#### Exercise objective:
Copy the data below verbatim, leaving no line out.

(Source material)

//! Water bill analysis for aquabill
//!
//! This crate holds the pure calculations behind a residential water bill
//! check:
//!
//! - [`TARIFF_TABLE`] - The progressive tariff bands
//! - [`calculate_water_bill`] - Bill a normalized volume against the tariff
//! - [`calculate_cycle_data`] - Normalize a reading cycle to 30 days
//! - [`calculate_historical_average`] - Baseline from past billing periods
//! - [`classify_consumption`] - Bucket the deviation from the baseline
//! - [`generate_diagnosis`] - Human-readable findings
//! - [`format_currency`] / [`format_number`] - pt-BR rendering
//! - [`analyze`] - All of the above for one [`ResidenceData`]
//! - [`generate_synthesis`] - Narrative report of an [`Analysis`]
//! - [`community_stats`] - Neighbourhood comparison of charged and calculated bills
//!
//! Every function is synchronous and side-effect free; independent analyses
//! can run concurrently without coordination.
//!
//! # Example
//!
//! ```
//! use aquabill_core::{analyze, AnalysisOptions, HistoricalEntry, NaiveDate, ResidenceData};
//! use rust_decimal_macros::dec;
//!
//! let residence = ResidenceData {
//!     previous_reading_date: NaiveDate::from_ymd_opt(2024, 3, 1),
//!     current_reading_date: NaiveDate::from_ymd_opt(2024, 3, 31),
//!     previous_reading: dec!(100),
//!     current_reading: dec!(130),
//!     charged_value: dec!(338.88),
//!     ..ResidenceData::default()
//! };
//! let history = vec![HistoricalEntry::new("1", "02/2024", dec!(28), 30)];
//!
//! let analysis = analyze(&residence, &history, &AnalysisOptions::default()).unwrap();
//! assert_eq!(analysis.cycle.normalized_consumption, dec!(30));
//! assert_eq!(analysis.bill.total, dec!(338.88));
//! assert_eq!(analysis.comparison.volume_anomaly, Some(dec!(2)));
//! ```

#![forbid(unsafe_code)]
#![warn(missing_docs)]

pub mod analysis;
pub mod bill;
pub mod classify;
pub mod community;
pub mod comparison;
pub mod cycle;
pub mod diagnosis;
pub mod format;
pub mod history;
pub mod residence;
pub mod synthesis;
pub mod tariff;

pub use analysis::{analyze, Analysis, AnalysisOptions};
pub use bill::{calculate_water_bill, TariffBreakdown, WaterBillResult};
pub use classify::{
    classify_consumption, Classification, ConsumptionClassification, ELEVATED_LIMIT_PERCENT,
    NORMAL_LIMIT_PERCENT,
};
pub use community::{community_stats, CommunityEntry, CommunityStats};
pub use comparison::{compare_bill, BillComparison};
pub use cycle::{calculate_cycle_data, cycle_days_between, CycleData, NORMALIZED_DAYS};
pub use diagnosis::{generate_diagnosis, DiagnosisItem, Severity};
pub use format::{format_currency, format_number};
pub use history::{
    calculate_historical_average, january_entries, HistoricalAverage, HistoricalEntry,
    HistoryError, MonthYear,
};
pub use residence::{ReadinessError, ReadyReadings, ResidenceData};
pub use synthesis::{generate_synthesis, SYNTHESIS_TITLE};
pub use tariff::{tariff_table, TariffBand, TARIFF_TABLE};

// Re-export commonly used external types
pub use chrono::NaiveDate;
pub use rust_decimal::Decimal;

(End Source material)

#### Solution to this task:
//! Water bill analysis for aquabill
//!
//! This crate holds the pure calculations behind a residential water bill
//! check:
//!
//! - [`TARIFF_TABLE`] - The progressive tariff bands
//! - [`calculate_water_bill`] - Bill a normalized volume against the tariff
//! - [`calculate_cycle_data`] - Normalize a reading cycle to 30 days
//! - [`calculate_historical_average`] - Baseline from past billing periods
//! - [`classify_consumption`] - Bucket the deviation from the baseline
//! - [`generate_diagnosis`] - Human-readable findings
//! - [`format_currency`] / [`format_number`] - pt-BR rendering
//! - [`analyze`] - All of the above for one [`ResidenceData`]
//! - [`generate_synthesis`] - Narrative report of an [`Analysis`]
//! - [`community_stats`] - Neighbourhood comparison of charged and calculated bills
//!
//! Every function is synchronous and side-effect free; independent analyses
//! can run concurrently without coordination.
//!
//! # Example
//!
//! ```
//! use aquabill_core::{analyze, AnalysisOptions, HistoricalEntry, NaiveDate, ResidenceData};
//! use rust_decimal_macros::dec;
//!
//! let residence = ResidenceData {
//!     previous_reading_date: NaiveDate::from_ymd_opt(2024, 3, 1),
//!     current_reading_date: NaiveDate::from_ymd_opt(2024, 3, 31),
//!     previous_reading: dec!(100),
//!     current_reading: dec!(130),
//!     charged_value: dec!(338.88),
//!     ..ResidenceData::default()
//! };
//! let history = vec![HistoricalEntry::new("1", "02/2024", dec!(28), 30)];
//!
//! let analysis = analyze(&residence, &history, &AnalysisOptions::default()).unwrap();
//! assert_eq!(analysis.cycle.normalized_consumption, dec!(30));
//! assert_eq!(analysis.bill.total, dec!(338.88));
//! assert_eq!(analysis.comparison.volume_anomaly, Some(dec!(2)));
//! ```

#![forbid(unsafe_code)]
#![warn(missing_docs)]

pub mod analysis;
pub mod bill;
pub mod classify;
pub mod community;
pub mod comparison;
pub mod cycle;
pub mod diagnosis;
pub mod format;
pub mod history;
pub mod residence;
pub mod synthesis;
pub mod tariff;

pub use analysis::{analyze, Analysis, AnalysisOptions};
pub use bill::{calculate_water_bill, TariffBreakdown, WaterBillResult};
pub use classify::{
    classify_consumption, Classification, ConsumptionClassification, ELEVATED_LIMIT_PERCENT,
    NORMAL_LIMIT_PERCENT,
};
pub use community::{community_stats, CommunityEntry, CommunityStats};
pub use comparison::{compare_bill, BillComparison};
pub use cycle::{calculate_cycle_data, cycle_days_between, CycleData, NORMALIZED_DAYS};
pub use diagnosis::{generate_diagnosis, DiagnosisItem, Severity};
pub use format::{format_currency, format_number};
pub use history::{
    calculate_historical_average, january_entries, HistoricalAverage, HistoricalEntry,
    HistoryError, MonthYear,
};
pub use residence::{ReadinessError, ReadyReadings, ResidenceData};
pub use synthesis::{generate_synthesis, SYNTHESIS_TITLE};
pub use tariff::{tariff_table, TariffBand, TARIFF_TABLE};

// Re-export commonly used external types
pub use chrono::NaiveDate;
pub use rust_decimal::Decimal;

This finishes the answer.